Segment Open
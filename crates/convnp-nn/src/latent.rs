// SPDX-License-Identifier: AGPL-3.0-or-later
// © 2025 Ryo ∴ SpiralArchitect (kishkavsesvit@icloud.com)
// Part of SpiralTorch — Licensed under AGPL-3.0-or-later.
// Unauthorized derivative works or closed redistribution prohibited under AGPL §13.

use convnp_core::backend::ExecContext;
use convnp_core::error::{self, Result};
use convnp_core::{ops, Tensor};
use rand::Rng;

use crate::noise::expand_trailing;

/// Axis holding independent latent samples.
pub const SAMPLE_AXIS: usize = 3;

/// Diagonal Gaussian over the latent channels at every grid point, shaped
/// `(grid, latent_channels, batch)`.
#[derive(Clone, Debug)]
pub struct LatentDistribution {
    pub mean: Tensor,
    pub variance: Tensor,
}

impl LatentDistribution {
    /// Draws `num_samples` reparameterised samples laid out as
    /// `(grid, latent_channels, batch, num_samples)`.
    pub fn sample<R: Rng>(&self, ctx: &ExecContext, num_samples: usize, rng: &mut R) -> Result<Tensor> {
        if num_samples == 0 {
            return Err(error::invalid("latent.num_samples", "must be at least 1"));
        }
        let mut shape = self.mean.shape();
        if shape.len() != 3 {
            return Err(error::shape(format!(
                "latent distribution must be (grid, channels, batch), got {shape:?}"
            )));
        }
        shape.push(num_samples);
        let noise = ops::standard_normal(&shape, rng)?;
        let mean = expand_trailing(ctx, &self.mean, 4)?;
        let variance = expand_trailing(ctx, &self.variance, 4)?;
        ops::reparam_sample(ctx, &mean, &variance, &noise)
    }

    /// `KL(self ‖ other)` summed over grid points and channels, one value per
    /// batch element.
    pub fn kl(&self, ctx: &ExecContext, other: &LatentDistribution) -> Result<Tensor> {
        if self.mean.shape() != other.mean.shape() {
            return Err(error::shape(format!(
                "kl: distributions live on different grids: {:?} vs {:?}",
                self.mean.shape(),
                other.mean.shape()
            )));
        }
        let pointwise = ops::kl_divergence(ctx, &self.mean, &self.variance, &other.mean, &other.variance)?;
        ops::sum(ctx, &pointwise, &[0, 1], false)
    }
}
// SPDX-License-Identifier: AGPL-3.0-or-later
// © 2025 Ryo ∴ SpiralArchitect (kishkavsesvit@icloud.com)
// Part of SpiralTorch — Licensed under AGPL-3.0-or-later.
// Unauthorized derivative works or closed redistribution prohibited under AGPL §13.

//! Output noise parameterisations and the positivity transform.

use convnp_core::backend::ExecContext;
use convnp_core::error::{self, Result};
use convnp_core::{ops, Tensor};
use rand::Rng;
use serde::{Deserialize, Serialize};

use crate::layers::Conv1d;
use crate::module::{Module, Parameter};
use crate::pooling::PoolingPolicy;

/// How the decoder parameterises its output variance.
#[derive(Clone, Copy, Debug, Default, PartialEq, Eq, Serialize, Deserialize)]
#[serde(tag = "kind", rename_all = "snake_case")]
pub enum NoiseKind {
    /// One learned variance per output channel shared by every point.
    Fixed,
    /// Variance predicted from a pooled summary of the encoding.
    Amortised,
    /// Mean and variance predicted per output point.
    #[default]
    Heteroscedastic,
    /// Low-rank plus diagonal covariance across the target points.
    Correlated { rank: usize },
}

impl NoiseKind {
    /// Channels the decoder stack has to produce for `y_channels` outputs.
    pub fn head_channels(&self, y_channels: usize) -> usize {
        match self {
            NoiseKind::Fixed | NoiseKind::Amortised => y_channels,
            NoiseKind::Heteroscedastic => 2 * y_channels,
            NoiseKind::Correlated { rank } => 1 + rank,
        }
    }

    pub fn validate(&self, y_channels: usize) -> Result<()> {
        if let NoiseKind::Correlated { rank } = self {
            if *rank == 0 {
                return Err(error::invalid("noise.rank", "must be positive"));
            }
            if y_channels != 1 {
                return Err(error::invalid(
                    "noise.kind",
                    format!("correlated noise models one output channel, got {y_channels}"),
                ));
            }
        }
        Ok(())
    }
}

/// Ridge added to the diagonal of a correlated covariance, as a function of
/// the training epoch.
#[derive(Clone, Copy, Debug, PartialEq, Serialize, Deserialize)]
#[serde(tag = "schedule", rename_all = "snake_case")]
pub enum RidgeSchedule {
    Constant { value: f64 },
    /// `max(initial * rate^epoch, floor)`
    Exponential { initial: f64, rate: f64, floor: f64 },
    /// `max(initial / (1 + epoch), floor)`
    InverseEpoch { initial: f64, floor: f64 },
}

impl Default for RidgeSchedule {
    fn default() -> Self {
        RidgeSchedule::Exponential {
            initial: 1e-2,
            rate: 0.5,
            floor: 1e-6,
        }
    }
}

impl RidgeSchedule {
    pub fn value(&self, epoch: usize) -> f64 {
        match *self {
            RidgeSchedule::Constant { value } => value,
            RidgeSchedule::Exponential {
                initial,
                rate,
                floor,
            } => (initial * rate.powi(epoch.min(i32::MAX as usize) as i32)).max(floor),
            RidgeSchedule::InverseEpoch { initial, floor } => {
                (initial / (1.0 + epoch as f64)).max(floor)
            }
        }
    }

    pub fn validate(&self) -> Result<()> {
        let ok = match *self {
            RidgeSchedule::Constant { value } => value >= 0.0 && value.is_finite(),
            RidgeSchedule::Exponential {
                initial,
                rate,
                floor,
            } => initial >= 0.0 && (0.0..=1.0).contains(&rate) && floor >= 0.0,
            RidgeSchedule::InverseEpoch { initial, floor } => initial >= 0.0 && floor >= 0.0,
        };
        if ok {
            Ok(())
        } else {
            Err(error::invalid("noise.ridge", format!("invalid schedule {self:?}")))
        }
    }
}

/// Maps raw network output to a strictly positive variance.
pub fn positive_variance(ctx: &ExecContext, raw: &Tensor) -> Result<Tensor> {
    ops::softplus(ctx, raw)
}

/// Splits the channel axis into a mean half and a positive variance half.
pub fn split_mean_variance(ctx: &ExecContext, x: &Tensor) -> Result<(Tensor, Tensor)> {
    let (mean, raw) = ops::split(ctx, x, 1)?;
    Ok((mean, positive_variance(ctx, &raw)?))
}

/// Appends singleton axes until `x` has `rank` axes.
pub fn expand_trailing(ctx: &ExecContext, x: &Tensor, rank: usize) -> Result<Tensor> {
    let mut shape = x.shape();
    if shape.len() >= rank {
        return Ok(x.clone());
    }
    shape.resize(rank, 1);
    ops::reshape(ctx, x, &shape)
}

/// Small pointwise network predicting one variance per output channel from
/// the pooled encoder representation.
#[derive(Debug)]
pub struct AmortisedNoise {
    hidden: Conv1d,
    output: Conv1d,
    pooling: PoolingPolicy,
}

impl AmortisedNoise {
    pub fn new<R: Rng>(
        name: &str,
        in_channels: usize,
        hidden_channels: usize,
        y_channels: usize,
        pooling: PoolingPolicy,
        rng: &mut R,
    ) -> Result<Self> {
        Ok(Self {
            hidden: Conv1d::new(&format!("{name}::hidden"), in_channels, hidden_channels, 1, rng)?,
            output: Conv1d::new(&format!("{name}::output"), hidden_channels, y_channels, 1, rng)?,
            pooling,
        })
    }

    /// `(grid, channels, batch)` representation to a `(1, y_channels, batch)`
    /// variance.
    pub fn forward(&self, ctx: &ExecContext, representation: &Tensor) -> Result<Tensor> {
        let summary = self.pooling.pool(ctx, representation, 0)?;
        let hidden = ops::relu(ctx, &self.hidden.forward(ctx, &summary)?)?;
        positive_variance(ctx, &self.output.forward(ctx, &hidden)?)
    }
}

impl Module for AmortisedNoise {
    fn visit_parameters(&self, visitor: &mut dyn FnMut(&Parameter) -> Result<()>) -> Result<()> {
        self.hidden.visit_parameters(visitor)?;
        self.output.visit_parameters(visitor)
    }

    fn visit_parameters_mut(
        &mut self,
        visitor: &mut dyn FnMut(&mut Parameter) -> Result<()>,
    ) -> Result<()> {
        self.hidden.visit_parameters_mut(visitor)?;
        self.output.visit_parameters_mut(visitor)
    }
}

#[cfg(test)]
mod tests {
    use super::*;
    use rand::rngs::StdRng;
    use rand::SeedableRng;

    #[test]
    fn split_yields_positive_variances() {
        let ctx = ExecContext::cpu();
        let raw = Tensor::from_shape_vec(&[2, 2, 1], vec![0.3, -800.0, 1.0, 50.0]).unwrap();
        let (mean, var) = split_mean_variance(&ctx, &raw).unwrap();
        assert_eq!(mean.to_vec(), vec![0.3, 1.0]);
        assert!(var.to_vec().iter().all(|v| *v > 0.0));
        let odd = Tensor::zeros(&[2, 3, 1]);
        assert!(split_mean_variance(&ctx, &odd).is_err());
    }

    #[test]
    fn ridge_schedules_decay_to_their_floor() {
        let constant = RidgeSchedule::Constant { value: 1e-3 };
        assert_eq!(constant.value(10), 1e-3);
        let exponential = RidgeSchedule::Exponential {
            initial: 1.0,
            rate: 0.5,
            floor: 0.1,
        };
        assert_eq!(exponential.value(0), 1.0);
        assert_eq!(exponential.value(2), 0.25);
        assert_eq!(exponential.value(20), 0.1);
        let inverse = RidgeSchedule::InverseEpoch {
            initial: 1.0,
            floor: 0.0,
        };
        assert_eq!(inverse.value(3), 0.25);
        assert!(RidgeSchedule::Constant { value: -1.0 }.validate().is_err());
    }

    #[test]
    fn head_channels_follow_the_noise_kind() {
        assert_eq!(NoiseKind::Fixed.head_channels(2), 2);
        assert_eq!(NoiseKind::Heteroscedastic.head_channels(2), 4);
        assert_eq!(NoiseKind::Correlated { rank: 3 }.head_channels(1), 4);
        assert!(NoiseKind::Correlated { rank: 3 }.validate(2).is_err());
        let parsed: NoiseKind = serde_json::from_str(r#"{"kind":"correlated","rank":2}"#).unwrap();
        assert_eq!(parsed, NoiseKind::Correlated { rank: 2 });
    }

    #[test]
    fn amortised_noise_is_uniform_over_the_grid() {
        let ctx = ExecContext::cpu();
        let mut rng = StdRng::seed_from_u64(3);
        let head = AmortisedNoise::new("noise", 3, 4, 2, PoolingPolicy::Mean, &mut rng).unwrap();
        let var = head.forward(&ctx, &Tensor::ones(&[9, 3, 5])).unwrap();
        assert_eq!(var.shape(), vec![1, 2, 5]);
        assert!(var.to_vec().iter().all(|v| *v > 0.0));
        assert_eq!(head.num_parameters().unwrap(), 3 * 4 + 4 + 4 * 2 + 2);
    }
}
Segment Closed
** PROBLEM TO SOLVE **
The word to find is "validate". Copy every line of the data that holds it.

** EXERCISE RESPONSE **
    pub fn validate(&self, y_channels: usize) -> Result<()> {
    pub fn validate(&self) -> Result<()> {
        assert!(RidgeSchedule::Constant { value: -1.0 }.validate().is_err());
        assert!(NoiseKind::Correlated { rank: 3 }.validate(2).is_err());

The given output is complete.